Kebanyakan wanita dengan diabetes terkait kehamilan tidak mendapatkan kehamilan tepat waktu

Tiga perempat wanita yang mengidap diabetes selama kehamilan tidak diseleksi ulang untuk menderita diabetes menurut sebuah studi baru.

Hal ini “mengganggu, namun tidak mengherankan,” kata penulis utama, Dr. Emma Morton-Eggleston dari Harvard Pilgrim Health Care Institute di Boston.

Dalam banyak kasus, apa yang disebut diabetes kehamilan akan teratasi setelah kehamilan. Namun dalam beberapa kasus, wanita akan menderita diabetes tipe 2. Oleh karena itu, organisasi seperti American College of Obstetricians and Gynecologists merekomendasikan agar wanita penderita diabetes kehamilan memeriksakan kadar gula darahnya enam hingga 12 minggu setelah melahirkan.

“Wanita dengan riwayat diabetes saat hamil mempunyai risiko lebih besar terkena diabetes, hingga tujuh kali lebih tinggi sepanjang hidup Anda,” kata Morton-Eggleston kepada Reuters Health melalui telepon. “Peningkatan risiko terbesar terjadi dalam sepuluh tahun setelah menderita diabetes saat hamil.”

Para peneliti menggunakan klaim asuransi komersial untuk mempelajari lebih dari 440.000 wanita yang melahirkan setidaknya sekali antara tahun 2000 dan 2012, termasuk 32.253 wanita yang menderita diabetes saat hamil. Dalam satu tahun setelah kelahiran, hanya 25 persen yang menerima pemeriksaan gula darah, menurut database asuransi.

Lebih lanjut tentang ini…

Skrining yang direkomendasikan pada enam hingga 12 minggu pascapersalinan meningkat dari dua persen perempuan pada tahun 2001 menjadi tujuh persen pada tahun 2011.

Wanita Asia lebih mungkin menerima gula darah dalam bentuk apa pun dibandingkan wanita kulit putih.

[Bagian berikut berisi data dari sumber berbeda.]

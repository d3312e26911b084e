use axum::{
    http::StatusCode,
    response::{IntoResponse, Response},
    Json,
};
use nambola_protocol::ErrorDetail;
use thiserror::Error;

#[derive(Error, Debug)]
pub enum AppError {
    #[error("{0}")]
    BadRequest(String),

    #[error("{0}")]
    NotFound(String),

    #[error("{0}")]
    Unauthorized(String),

    #[error("Internal error: {0}")]
    Internal(#[from] anyhow::Error),
}

impl IntoResponse for AppError {
    fn into_response(self) -> Response {
        let status = match self {
            AppError::BadRequest(_) => StatusCode::BAD_REQUEST,
            AppError::NotFound(_) => StatusCode::NOT_FOUND,
            AppError::Unauthorized(_) => StatusCode::UNAUTHORIZED,
            AppError::Internal(ref err) => {
                tracing::error!("Application error: {:#}", err);
                StatusCode::INTERNAL_SERVER_ERROR
            }
        };

        (status, Json(ErrorDetail { detail: self.to_string() })).into_response()
    }
}
//! Explicit distributed execution context for the parallel tempering coordinator.
//!
//! The coordinator never reaches for global process state. Every collective operation goes
//! through a [`Communicator`] handed over at construction. All ranks must call the
//! collective operations in the same order.

use std::sync::mpsc::{channel, Receiver, Sender};
use std::sync::{Arc, Barrier};

/// Rank/size discovery and the few communication primitives the coordinator needs.
pub trait Communicator {
    /// Index of this process.
    fn rank(&self) -> usize;

    /// Number of processes.
    fn size(&self) -> usize;

    /// Block until every process reaches the barrier.
    fn barrier(&self);

    /// Collect `local` from every process, in rank order.
    fn all_gather(&self, local: &[f64]) -> Vec<Vec<f64>>;

    /// Overwrite `data` on every process with the copy held by `root`.
    fn broadcast(&self, data: &mut Vec<f64>, root: usize);

    /// Send `data` to `peer` and replace it with the buffer `peer` sent back.
    fn exchange(&self, peer: usize, data: &mut Vec<f64>);
}

impl<C: Communicator + ?Sized> Communicator for &C {
    fn rank(&self) -> usize {
        (**self).rank()
    }

    fn size(&self) -> usize {
        (**self).size()
    }

    fn barrier(&self) {
        (**self).barrier()
    }

    fn all_gather(&self, local: &[f64]) -> Vec<Vec<f64>> {
        (**self).all_gather(local)
    }

    fn broadcast(&self, data: &mut Vec<f64>, root: usize) {
        (**self).broadcast(data, root)
    }

    fn exchange(&self, peer: usize, data: &mut Vec<f64>) {
        (**self).exchange(peer, data)
    }
}

/// A single process owning everything.
#[derive(Debug, Default, Clone, Copy, PartialEq, Eq)]
pub struct SingleProcess;

impl Communicator for SingleProcess {
    fn rank(&self) -> usize {
        0
    }

    fn size(&self) -> usize {
        1
    }

    fn barrier(&self) {}

    fn all_gather(&self, local: &[f64]) -> Vec<Vec<f64>> {
        vec![local.to_vec()]
    }

    fn broadcast(&self, _data: &mut Vec<f64>, _root: usize) {}

    fn exchange(&self, _peer: usize, _data: &mut Vec<f64>) {}
}

/// Emulates a group of processes with one thread per rank.
///
/// Messages between each ordered pair of ranks travel over their own channel, so matching
/// collective calls pair up in order. A rank whose peer has died panics, there is no
/// recovery from a partial exchange.
#[derive(Debug)]
pub struct ThreadComm {
    rank: usize,
    barrier: Arc<Barrier>,
    senders: Vec<Sender<Vec<f64>>>,
    receivers: Vec<Receiver<Vec<f64>>>,
}

impl ThreadComm {
    /// Make `size` connected handles, one to move into each thread.
    pub fn cluster(size: usize) -> Vec<ThreadComm> {
        let barrier = Arc::new(Barrier::new(size));
        let mut senders: Vec<Vec<Sender<Vec<f64>>>> = (0..size).map(|_| vec![]).collect();
        let mut receivers: Vec<Vec<Receiver<Vec<f64>>>> = (0..size).map(|_| vec![]).collect();
        // receivers[to][from] pairs with senders[from][to]
        for to in 0..size {
            for from in 0..size {
                let (tx, rx) = channel();
                senders[from].push(tx);
                receivers[to].push(rx);
            }
        }
        senders
            .into_iter()
            .zip(receivers)
            .enumerate()
            .map(|(rank, (senders, receivers))| ThreadComm {
                rank,
                barrier: barrier.clone(),
                senders,
                receivers,
            })
            .collect()
    }

    fn send(&self, peer: usize, data: Vec<f64>) {
        if self.senders[peer].send(data).is_err() {
            panic!("rank {} lost its connection to rank {}", self.rank, peer);
        }
    }

    fn recv(&self, peer: usize) -> Vec<f64> {
        match self.receivers[peer].recv() {
            Ok(data) => data,
            Err(_) => panic!("rank {} lost its connection to rank {}", self.rank, peer),
        }
    }
}

impl Communicator for ThreadComm {
    fn rank(&self) -> usize {
        self.rank
    }

    fn size(&self) -> usize {
        self.senders.len()
    }

    fn barrier(&self) {
        self.barrier.wait();
    }

    fn all_gather(&self, local: &[f64]) -> Vec<Vec<f64>> {
        (0..self.size())
            .filter(|peer| *peer != self.rank)
            .for_each(|peer| self.send(peer, local.to_vec()));
        (0..self.size())
            .map(|peer| {
                if peer == self.rank {
                    local.to_vec()
                } else {
                    self.recv(peer)
                }
            })
            .collect()
    }

    fn broadcast(&self, data: &mut Vec<f64>, root: usize) {
        if self.rank == root {
            (0..self.size())
                .filter(|peer| *peer != root)
                .for_each(|peer| self.send(peer, data.clone()));
        } else {
            *data = self.recv(root);
        }
    }

    fn exchange(&self, peer: usize, data: &mut Vec<f64>) {
        if peer == self.rank {
            return;
        }
        self.send(peer, std::mem::take(data));
        *data = self.recv(peer);
    }
}

/// Ranks are MPI processes of a communicator such as `universe.world()`.
#[cfg(feature = "mpi")]
mod mpi_comm {
    use super::Communicator;
    use mpi::collective::{CommunicatorCollectives, Root};
    use mpi::datatype::PartitionMut;
    use mpi::point_to_point::send_receive_replace_into;
    use mpi::topology::{Communicator as MpiCommunicator, SimpleCommunicator};
    use mpi::{Count, Rank};

    impl Communicator for SimpleCommunicator {
        fn rank(&self) -> usize {
            MpiCommunicator::rank(self) as usize
        }

        fn size(&self) -> usize {
            MpiCommunicator::size(self) as usize
        }

        fn barrier(&self) {
            CommunicatorCollectives::barrier(self)
        }

        fn all_gather(&self, local: &[f64]) -> Vec<Vec<f64>> {
            // Ranks may hold different numbers of slots, gather the counts first.
            let mut counts: Vec<Count> = vec![0; Communicator::size(self)];
            self.all_gather_into(&(local.len() as Count), &mut counts[..]);
            let displs: Vec<Count> = counts
                .iter()
                .scan(0, |acc, c| {
                    let start = *acc;
                    *acc += *c;
                    Some(start)
                })
                .collect();
            let total = counts.iter().map(|c| *c as usize).sum();
            let mut buf = vec![0.0; total];
            {
                let mut partition = PartitionMut::new(&mut buf[..], &counts[..], &displs[..]);
                self.all_gather_varcount_into(local, &mut partition);
            }
            counts
                .iter()
                .zip(displs.iter())
                .map(|(c, d)| buf[*d as usize..(*d + *c) as usize].to_vec())
                .collect()
        }

        fn broadcast(&self, data: &mut Vec<f64>, root: usize) {
            let root = self.process_at_rank(root as Rank);
            let mut len = data.len() as Count;
            root.broadcast_into(&mut len);
            data.resize(len as usize, 0.0);
            root.broadcast_into(&mut data[..]);
        }

        fn exchange(&self, peer: usize, data: &mut Vec<f64>) {
            if peer == Communicator::rank(self) {
                return;
            }
            let peer = self.process_at_rank(peer as Rank);
            send_receive_replace_into(&mut data[..], &peer, &peer);
        }
    }

    #[cfg(test)]
    mod mpi_tests {
        use super::*;
        use crate::machine::test_machines::Flat;
        use crate::parallel_tempering::metropolis_local_pt;
        use crate::sampler::AbstractSampler;
        use rand::rngs::SmallRng;
        use rand::SeedableRng;

        // MPI may only be initialized once per process, so everything lives in one test.
        #[test]
        fn world_as_communicator() {
            let universe = mpi::initialize().unwrap();
            let world = universe.world();
            let rank = Communicator::rank(&world);
            let size = Communicator::size(&world);

            let gathered = Communicator::all_gather(&world, &[rank as f64, 1.0]);
            assert_eq!(gathered.len(), size);
            assert_eq!(gathered[rank], vec![rank as f64, 1.0]);

            let mut data = if rank == 0 { vec![4.0, 5.0] } else { vec![] };
            Communicator::broadcast(&world, &mut data, 0);
            assert_eq!(data, vec![4.0, 5.0]);

            let m = Flat {
                n: 3,
                local: vec![-1.0, 1.0],
            };
            let rng = SmallRng::seed_from_u64(rank as u64);
            let mut pt = metropolis_local_pt(&m, 2 * size, &world, rng).unwrap();
            for _ in 0..5 {
                pt.sweep();
            }
            // Flat amplitudes accept every exchange, on every rank alike.
            assert_eq!(pt.total_swaps(), 5 * (2 * size as u64 - 1));
        }
    }
}

#[cfg(test)]
mod comm_tests {
    use super::*;
    use std::thread;

    #[test]
    fn gather_broadcast_exchange() {
        let handles: Vec<_> = ThreadComm::cluster(3)
            .into_iter()
            .map(|comm| {
                thread::spawn(move || {
                    let r = comm.rank() as f64;
                    let gathered = comm.all_gather(&[r, 10.0 * r]);
                    assert_eq!(gathered.len(), 3);
                    assert_eq!(gathered[2], vec![2.0, 20.0]);

                    let mut data = if comm.rank() == 1 { vec![7.0] } else { vec![] };
                    comm.broadcast(&mut data, 1);
                    assert_eq!(data, vec![7.0]);

                    comm.barrier();
                    let mut mine = vec![r];
                    match comm.rank() {
                        0 => comm.exchange(1, &mut mine),
                        1 => comm.exchange(0, &mut mine),
                        _ => {}
                    }
                    mine
                })
            })
            .collect();
        let results: Vec<Vec<f64>> = handles.into_iter().map(|h| h.join().unwrap()).collect();
        assert_eq!(results, vec![vec![1.0], vec![0.0], vec![2.0]]);
    }

    #[test]
    fn single_process_is_trivial() {
        let comm = SingleProcess;
        assert_eq!(comm.size(), 1);
        assert_eq!(comm.all_gather(&[1.0]), vec![vec![1.0]]);
        let mut data = vec![3.0];
        comm.exchange(0, &mut data);
        assert_eq!(data, vec![3.0]);
    }
}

Selain itu, tes toleransi glukosa oral dilakukan pada 36 persen wanita di negara bagian Barat dalam waktu 12 minggu setelah kelahiran, dibandingkan dengan 19 persen wanita di wilayah timur laut dan 18 persen di wilayah selatan.

Wanita yang mengunjungi ahli endokrinologi atau pendidik nutrisi diabetes setelah melahirkan lebih mungkin mencari diagnosis diabetes dibandingkan wanita lain, seperti yang dilaporkan dalam bidang kebidanan dan ginekologi.

Wanita yang mengidap diabetes kehamilan dan tidak dipilih setelah melahirkan masih bisa mengalami peningkatan gula darah atau diabetes terbuka, dan kemudian hamil lagi, dan kehamilan dengan diabetes terbuka menimbulkan risiko lebih besar pada janin dan kehamilan, kata Morton-Eggleston.

Selain pemeriksaan setelah kelahiran, yang ideal untuk pemeriksaan tindak lanjut enam hingga 12 minggu setelah kelahiran, wanita dengan diabetes saat hamil harus menjalani pemeriksaan gula darah terus menerus setiap satu hingga tiga tahun, katanya.

“Bagi banyak perempuan, sulit untuk kembali bekerja setelah memiliki anak, sulit untuk mengikuti perawatan medis rutin,” kata Morton-Eggleston. “Dan Anda telah dirawat oleh tim dokter kandungan yang belum tentu berkomunikasi dengan tim perawatan primer Anda,” tambahnya, dan mungkin tidak jelas bagi Dokter siapa yang harus melakukan pemeriksaan dan kapan.

“Jika Anda terkena diabetes sejak dini atau gula darah tidak normal, ada beberapa cara yang bisa Anda lakukan untuk mencegah diabetes terbuka,” katanya. “Sangat penting untuk mendeteksinya sejak dini, karena perubahan pola makan dan olahraga memiliki konsekuensi yang besar.”